Halsey mengangguk mengerti. Keduanya lalu saling larut dengan pikiran masing-masing, hingga terakhir, mobil Johan berbelok pada pelataran sebuah mall yang siang itu mulai tampak ramai. Setelah selesai memarkirkan mobilnya, mereka saling turun kemudian bertemu di bagian punggung mobil.


"Kau pasti bisa mengatasinya," ujar Johan seraya membelai rambut Halsey. "Aku akan menggenggam jemari-"


"Tidak, tidak perlu. Aku sudah sering dalam situasi ini," tolak Halsey dengan senyum tipis.


Johan mengangguk mengerti. Mereka lalu berjalan beriringan memasuki pintu utama mall dengan kondisi seperti biasa. Halsey dengan gaya jalan anggunnya, dan Johan dengan gaya jalannya yang cool-nya.

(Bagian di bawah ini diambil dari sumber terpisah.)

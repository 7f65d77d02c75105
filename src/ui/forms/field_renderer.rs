//! Field rendering utilities for forms

use crate::state::{FieldKind, FormField};
use ratatui::{
    layout::{Constraint, Direction, Layout, Rect},
    style::{Color, Modifier, Style},
    text::{Line, Span},
    widgets::{Block, Borders, Paragraph, Wrap},
    Frame,
};

/// Rows a single-line field box takes
const SINGLE_LINE_HEIGHT: u16 = 3;
/// Rows the multiline message box takes
const MULTILINE_HEIGHT: u16 = 6;
/// Row reserved under each field for its error annotation
const ERROR_LINE_HEIGHT: u16 = 1;

/// Total rows needed to draw `field` with its annotation line
pub fn field_height(field: &FormField) -> u16 {
    let body = if field.is_multiline() {
        MULTILINE_HEIGHT
    } else {
        SINGLE_LINE_HEIGHT
    };
    body + ERROR_LINE_HEIGHT
}

/// Draw a form field and, below it, its error annotation if any
pub fn draw_field(frame: &mut Frame, area: Rect, field: &FormField, is_active: bool) {
    let chunks = Layout::default()
        .direction(Direction::Vertical)
        .constraints([Constraint::Min(0), Constraint::Length(ERROR_LINE_HEIGHT)])
        .split(area);

    let is_invalid = field.error.is_some();
    let border_style = match (is_invalid, is_active) {
        (true, _) => Style::default().fg(Color::Red),
        (false, true) => Style::default().fg(Color::Cyan),
        (false, false) => Style::default().fg(Color::DarkGray),
    };
    let text_style = if is_active {
        Style::default().fg(Color::White)
    } else {
        Style::default().fg(Color::Gray)
    };

    let display_value = field.display_value();
    let cursor = if is_active { "▌" } else { "" };

    let content = match field.kind {
        FieldKind::Message => {
            let mut lines: Vec<Line> = display_value
                .split('\n')
                .map(|l| Line::from(Span::styled(l.to_string(), text_style)))
                .collect();
            if is_active {
                if let Some(last) = lines.last_mut() {
                    last.spans
                        .push(Span::styled(cursor, Style::default().fg(Color::Cyan)));
                }
            }
            Paragraph::new(lines)
        }
        FieldKind::Choice(_) => {
            let arrows = if is_active { ("◀ ", " ▶") } else { ("", "") };
            Paragraph::new(Line::from(vec![
                Span::styled(arrows.0, Style::default().fg(Color::Cyan)),
                Span::styled(display_value, text_style),
                Span::styled(arrows.1, Style::default().fg(Color::Cyan)),
            ]))
        }
        _ => Paragraph::new(Line::from(vec![
            Span::styled(display_value, text_style),
            Span::styled(cursor, Style::default().fg(Color::Cyan)),
        ])),
    };

    let block = Block::default()
        .title(format!(" {} ", field.label))
        .borders(Borders::ALL)
        .border_style(border_style);

    frame.render_widget(content.wrap(Wrap { trim: false }).block(block), chunks[0]);

    if let Some(error) = &field.error {
        let annotation = Paragraph::new(Line::from(Span::styled(
            format!(" {error}"),
            Style::default().fg(Color::Red).add_modifier(Modifier::ITALIC),
        )));
        frame.render_widget(annotation, chunks[1]);
    }
}
//! HTTP client for the third-party form relay
//!
//! Submissions go out as a single multipart POST. The relay answers with
//! JSON; anything else is treated as a failure.

use super::error::{RelayError, GENERIC_FAILURE};
use super::traits::RelayClientTrait;
use crate::state::SubmissionPayload;
use async_trait::async_trait;
use reqwest::header::ACCEPT;
use reqwest::multipart;
use reqwest::StatusCode;
use serde::Deserialize;

/// Error shape the relay uses for rejected submissions
#[derive(Debug, Deserialize)]
struct RelayErrorBody {
    error: Option<String>,
}

/// Client for the form relay endpoint
pub struct RelayClient {
    client: reqwest::Client,
    endpoint: String,
}

impl RelayClient {
    /// Create a client for the given endpoint URL
    pub fn new(endpoint: impl Into<String>) -> Self {
        Self {
            client: reqwest::Client::new(),
            endpoint: endpoint.into(),
        }
    }

    pub fn endpoint(&self) -> &str {
        &self.endpoint
    }
}

#[async_trait]
impl RelayClientTrait for RelayClient {
    async fn send(&self, payload: &SubmissionPayload) -> Result<(), RelayError> {
        let form = payload
            .form_fields()
            .into_iter()
            .fold(multipart::Form::new(), |form, (name, value)| {
                form.text(name, value)
            });

        tracing::info!(
            submission = %payload.id,
            endpoint = %self.endpoint,
            "sending contact submission"
        );

        let response = self
            .client
            .post(&self.endpoint)
            .header(ACCEPT, "application/json")
            .multipart(form)
            .send()
            .await?;

        let status = response.status();
        let body = response.text().await?;

        interpret_response(status, &body)
    }
}

/// Decide whether a relay response means the submission was accepted
pub fn interpret_response(status: StatusCode, body: &str) -> Result<(), RelayError> {
    if status.is_success() {
        return serde_json::from_str::<serde_json::Value>(body)
            .map(|_| ())
            .map_err(|e| RelayError::MalformedBody(e.to_string()));
    }

    let message = serde_json::from_str::<RelayErrorBody>(body)
        .ok()
        .and_then(|b| b.error)
        .filter(|m| !m.is_empty())
        .unwrap_or_else(|| GENERIC_FAILURE.to_string());

    Err(RelayError::Rejected {
        status: status.as_u16(),
        message,
    })
}

#[cfg(test)]
mod tests {
    use super::*;
    use tokio_test::{assert_err, assert_ok};

    #[test]
    fn test_ok_with_json_body() {
        assert_ok!(interpret_response(StatusCode::OK, r#"{"ok":true}"#));
    }

    #[test]
    fn test_ok_with_html_body_is_malformed() {
        let err = assert_err!(interpret_response(StatusCode::OK, "<html></html>"));
        assert!(matches!(err, RelayError::MalformedBody(_)));
    }

    #[test]
    fn test_ok_with_empty_body_is_malformed() {
        let err = assert_err!(interpret_response(StatusCode::OK, ""));
        assert!(matches!(err, RelayError::MalformedBody(_)));
    }

    #[test]
    fn test_rejected_uses_error_field() {
        let err = assert_err!(interpret_response(
            StatusCode::UNPROCESSABLE_ENTITY,
            r#"{"error":"bad request"}"#
        ));
        match err {
            RelayError::Rejected { status, message } => {
                assert_eq!(status, 422);
                assert_eq!(message, "bad request");
            }
            other => panic!("unexpected error: {other:?}"),
        }
    }

    #[test]
    fn test_rejected_without_json_falls_back() {
        let err = assert_err!(interpret_response(
            StatusCode::INTERNAL_SERVER_ERROR,
            "upstream exploded"
        ));
        match err {
            RelayError::Rejected { status, message } => {
                assert_eq!(status, 500);
                assert_eq!(message, GENERIC_FAILURE);
            }
            other => panic!("unexpected error: {other:?}"),
        }
    }

    #[test]
    fn test_rejected_json_without_error_field_falls_back() {
        let err = assert_err!(interpret_response(
            StatusCode::BAD_REQUEST,
            r#"{"errors":[]}"#
        ));
        assert!(matches!(
            err,
            RelayError::Rejected { message, .. } if message == GENERIC_FAILURE
        ));
    }

    #[test]
    fn test_client_keeps_endpoint() {
        let client = RelayClient::new("https://relay.example/f/abc");
        assert_eq!(client.endpoint(), "https://relay.example/f/abc");
    }

    #[tokio::test]
    async fn test_unreachable_endpoint_is_transport_error() {
        // Port 9 on localhost is not expected to accept connections
        let client = RelayClient::new("http://127.0.0.1:9/f/none");
        let payload = SubmissionPayload::new(
            "Jane",
            "Rider",
            "jane@example.com",
            "",
            "",
            "Please call me back",
            chrono::Local::now(),
        );
        let err = assert_err!(client.send(&payload).await);
        assert!(matches!(err, RelayError::Transport(_)));
    }
}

"Johan? Kau ingin membeli apa?" tanya Halsey seraya mendongak sekilas.


"Ayo membeli pakaian untukmu," balas Johan seraya langsung menggandeng tangan Halsey.


Tentu saja ia merasa risih, belum lagi saat mendapati beberapa orang di sekitarnya yang memperhatikan mereka. "Kurasa lebih baik tanpa bergandengan tangan, bukan?" sindir Halsey berbisik dengan gerakan menarik tangannya.


"Tentu saja, Sayang," balas Johan seraya menggetil pipi Halsey pelan.